What you return should be the lines of the data containing "ndarray", each in full.

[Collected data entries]
= = =

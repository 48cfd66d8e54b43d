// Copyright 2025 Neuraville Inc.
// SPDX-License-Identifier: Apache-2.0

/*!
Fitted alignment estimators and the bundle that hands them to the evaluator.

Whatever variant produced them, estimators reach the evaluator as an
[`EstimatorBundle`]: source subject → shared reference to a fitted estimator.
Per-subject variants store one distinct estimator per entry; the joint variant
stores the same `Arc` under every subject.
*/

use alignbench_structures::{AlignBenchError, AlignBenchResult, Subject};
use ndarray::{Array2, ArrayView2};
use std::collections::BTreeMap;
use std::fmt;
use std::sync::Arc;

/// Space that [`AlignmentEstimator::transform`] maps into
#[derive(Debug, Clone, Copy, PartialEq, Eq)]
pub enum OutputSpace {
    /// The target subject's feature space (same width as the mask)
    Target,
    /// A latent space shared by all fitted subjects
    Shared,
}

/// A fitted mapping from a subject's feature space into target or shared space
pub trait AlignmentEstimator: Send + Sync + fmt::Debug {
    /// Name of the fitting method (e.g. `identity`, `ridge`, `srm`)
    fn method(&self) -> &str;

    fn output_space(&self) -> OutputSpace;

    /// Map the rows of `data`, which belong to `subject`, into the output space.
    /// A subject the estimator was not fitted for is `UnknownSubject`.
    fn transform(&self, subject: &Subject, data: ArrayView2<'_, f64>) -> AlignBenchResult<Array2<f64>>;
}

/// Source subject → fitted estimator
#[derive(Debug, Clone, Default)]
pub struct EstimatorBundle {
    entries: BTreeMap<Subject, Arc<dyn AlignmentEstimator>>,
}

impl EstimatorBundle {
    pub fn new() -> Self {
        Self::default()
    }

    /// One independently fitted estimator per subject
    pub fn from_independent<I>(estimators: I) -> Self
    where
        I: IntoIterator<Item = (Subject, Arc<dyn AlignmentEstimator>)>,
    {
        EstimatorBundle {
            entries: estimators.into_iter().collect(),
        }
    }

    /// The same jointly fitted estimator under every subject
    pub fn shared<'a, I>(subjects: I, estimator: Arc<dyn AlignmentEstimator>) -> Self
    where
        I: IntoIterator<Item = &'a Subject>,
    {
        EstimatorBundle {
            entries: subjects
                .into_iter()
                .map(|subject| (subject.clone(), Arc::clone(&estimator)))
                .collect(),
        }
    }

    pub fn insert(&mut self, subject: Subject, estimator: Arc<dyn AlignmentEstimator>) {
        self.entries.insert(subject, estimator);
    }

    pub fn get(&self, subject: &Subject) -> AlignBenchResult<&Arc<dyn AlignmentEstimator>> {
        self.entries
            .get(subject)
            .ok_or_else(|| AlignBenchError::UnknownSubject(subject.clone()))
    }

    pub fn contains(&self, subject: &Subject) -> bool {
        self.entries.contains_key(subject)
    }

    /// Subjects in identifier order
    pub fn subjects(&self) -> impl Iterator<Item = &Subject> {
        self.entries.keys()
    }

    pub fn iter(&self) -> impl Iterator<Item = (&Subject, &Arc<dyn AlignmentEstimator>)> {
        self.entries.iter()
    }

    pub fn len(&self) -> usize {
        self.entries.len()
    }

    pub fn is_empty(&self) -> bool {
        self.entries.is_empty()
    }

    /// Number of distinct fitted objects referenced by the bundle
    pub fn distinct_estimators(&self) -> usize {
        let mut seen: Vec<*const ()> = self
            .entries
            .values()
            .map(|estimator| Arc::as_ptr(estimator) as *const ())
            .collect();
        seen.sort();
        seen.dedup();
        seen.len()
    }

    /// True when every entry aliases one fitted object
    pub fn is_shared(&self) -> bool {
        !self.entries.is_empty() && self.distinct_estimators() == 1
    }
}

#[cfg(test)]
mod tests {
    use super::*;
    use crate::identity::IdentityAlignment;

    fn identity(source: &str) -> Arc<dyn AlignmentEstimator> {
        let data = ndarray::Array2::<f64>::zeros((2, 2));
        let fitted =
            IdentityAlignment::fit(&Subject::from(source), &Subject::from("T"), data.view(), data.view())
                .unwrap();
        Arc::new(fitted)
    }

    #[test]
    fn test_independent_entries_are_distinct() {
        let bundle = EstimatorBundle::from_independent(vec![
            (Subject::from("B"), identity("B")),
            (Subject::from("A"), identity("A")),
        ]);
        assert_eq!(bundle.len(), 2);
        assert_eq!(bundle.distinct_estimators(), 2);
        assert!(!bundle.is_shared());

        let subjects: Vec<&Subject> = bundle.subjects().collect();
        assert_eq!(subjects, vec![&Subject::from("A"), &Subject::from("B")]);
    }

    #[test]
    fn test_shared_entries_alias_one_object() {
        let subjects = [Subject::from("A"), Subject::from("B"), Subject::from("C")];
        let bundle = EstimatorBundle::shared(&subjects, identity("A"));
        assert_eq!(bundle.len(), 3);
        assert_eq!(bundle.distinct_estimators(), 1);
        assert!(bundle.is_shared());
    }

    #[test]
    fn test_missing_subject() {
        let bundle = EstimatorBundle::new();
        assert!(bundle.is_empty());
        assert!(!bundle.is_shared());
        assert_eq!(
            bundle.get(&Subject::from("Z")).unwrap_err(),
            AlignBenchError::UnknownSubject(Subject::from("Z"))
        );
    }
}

= = =

> EXERCISE ANSWER:
use ndarray::{Array2, ArrayView2};
        let data = ndarray::Array2::<f64>::zeros((2, 2));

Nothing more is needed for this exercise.